Herzl deixa explícito em suas palavras que o projeto sionista era, desde seu início, uma iniciativa colonialista. A única diferença entre o plano de Rhodes para a África e o sionismo de Herzl era a escolha do território e do grupo dominante. Enquanto Rhodes via na África um campo fértil para expandir o domínio britânico, Herzl visava criar uma colônia judaica na Palestina, moldada segundo os interesses do imperialismo europeu. Essa conexão entre sionismo e colonialismo é irrefutável, ainda mais quando analisamos o contexto histórico e político em que essas ideias foram concebidas.
Ao contrário do que afirma o mal-informado Pinsky, a formação de “Israel” não teve como base uma suposta coesão comunitária judaica ou um romantismo nacionalista típico do século XIX. O que motivou o projeto sionista foi exatamente o desejo de replicar o que belgas, britânicos e outros imperialistas europeus fizeram em seus projetos de exploração e dominação.
O “Estado judeu” de Herzl era, em essência, um instrumento para estender o domínio europeu ao Oriente Médio, usando os judeus como peça central para ocupar a Palestina e estabelecer um ponto estratégico na Ásia Menor. Em meados do século XIX, a operação se justificava pela posição estratégica da Palestina, em um extremo do Mar Mediterrâneo onde a comunicação marítima entre o referido mar e o Oceano Índico era possível. Com a importância adquirida pelo petróleo para economia mundial, a partir do final do século XIX, o tema despertaria maior interesse do imperialismo.
Não é por acaso que o sionismo foi amplamente rejeitado pela maioria da comunidade judaica até os horrores do nazismo na Europa. Com a Segunda Grande Guerra, o projeto sionista encontrou terreno fértil para se materializar. Enquanto judeus desesperados buscavam refúgio em países como o Reino Unido e os Estados Unidos, foram sistematicamente impedidos de entrar nesses territórios.
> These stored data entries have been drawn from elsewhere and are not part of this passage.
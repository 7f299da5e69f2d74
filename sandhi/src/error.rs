//! Error types for sandhi

use std::path::PathBuf;

use crate::config::ConfigLoadError;
use crate::core::types::FrameIndex;
use crate::io::pcd::PcdError;
use crate::io::transforms::TransformFileError;

/// Result type alias
pub type Result<T> = std::result::Result<T, StitchError>;

/// Stitching pipeline error types
///
/// Setup errors (arguments, pose priors, config, frame discovery) are fatal.
/// `FrameRead` and `DegenerateGeometry` are per-frame and never abort a batch.
#[derive(Debug, thiserror::Error)]
pub enum StitchError {
    /// Missing or conflicting command-line input
    #[error("Invalid arguments: {0}")]
    InvalidArguments(String),

    /// Zero frame files left after filtering
    #[error("No eligible frames found in {}", .0.display())]
    NoEligibleFrames(PathBuf),

    /// Two frame files map to the same frame index
    #[error("Duplicate frame index {index}: {} and {}", .first.display(), .second.display())]
    DuplicateFrameIndex {
        /// Shared index
        index: FrameIndex,
        /// File seen first
        first: PathBuf,
        /// Conflicting file
        second: PathBuf,
    },

    /// Pose-prior file problem (malformed row, row/frame mismatch)
    #[error("Pose priors: {0}")]
    TransformFile(#[from] TransformFileError),

    /// One frame file could not be read
    #[error("Failed to read frame {}: {source}", .path.display())]
    FrameRead {
        /// Frame file path
        path: PathBuf,
        /// Underlying parse error
        #[source]
        source: PcdError,
    },

    /// Too few points for a geometric operation
    #[error("Degenerate geometry: {0}")]
    DegenerateGeometry(String),

    /// Point cloud file error outside frame loading
    #[error("PCD error: {0}")]
    Pcd(#[from] PcdError),

    /// Configuration file error
    #[error("Config error: {0}")]
    Config(#[from] ConfigLoadError),

    /// I/O error
    #[error("I/O error: {0}")]
    Io(#[from] std::io::Error),
}

impl StitchError {
    /// True for errors that only affect a single frame.
    pub fn is_per_frame(&self) -> bool {
        matches!(
            self,
            StitchError::FrameRead { .. } | StitchError::DegenerateGeometry(_)
        )
    }
}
Forçados a migrar para a Palestina, então sob mandato britânico, essas populações se tornaram involuntariamente ferramentas do colonialismo sionista. A criação de “Israel” não foi uma resposta orgânica a uma demanda histórica judaica, mas uma imposição brutal das potências imperialistas, apesar da fantasia criada pelo acadêmico da Unicamp.
Pinsky tenta reescrever a história para absolver o projeto sionista de seu caráter colonial e genocida. Sua tese de que “Israel” é uma exceção às práticas imperialistas do século XIX não é apenas equivocada, mas profundamente desonesta.
O historiador ignora deliberadamente os registros históricos, incluindo as palavras do próprio Herzl, que confirmam o caráter colonialista do sionismo. Sua obra parece servir exclusivamente ao propósito de defender o regime sionista, mascarando o genocídio do povo palestino como uma narrativa de autodeterminação judaica.
O objetivo real de “Israel” nunca foi a proteção do povo judeu, mas a erradicação da população palestina para criar uma colônia europeia no Mundo Árabe. Essa é a essência do projeto sionista e o verdadeiro motivo de sua existência. Ao tentar apagar essa realidade, Pinsky apenas reforça o papel do sionismo como ferramenta do imperialismo e do racismo colonial no Oriente Médio.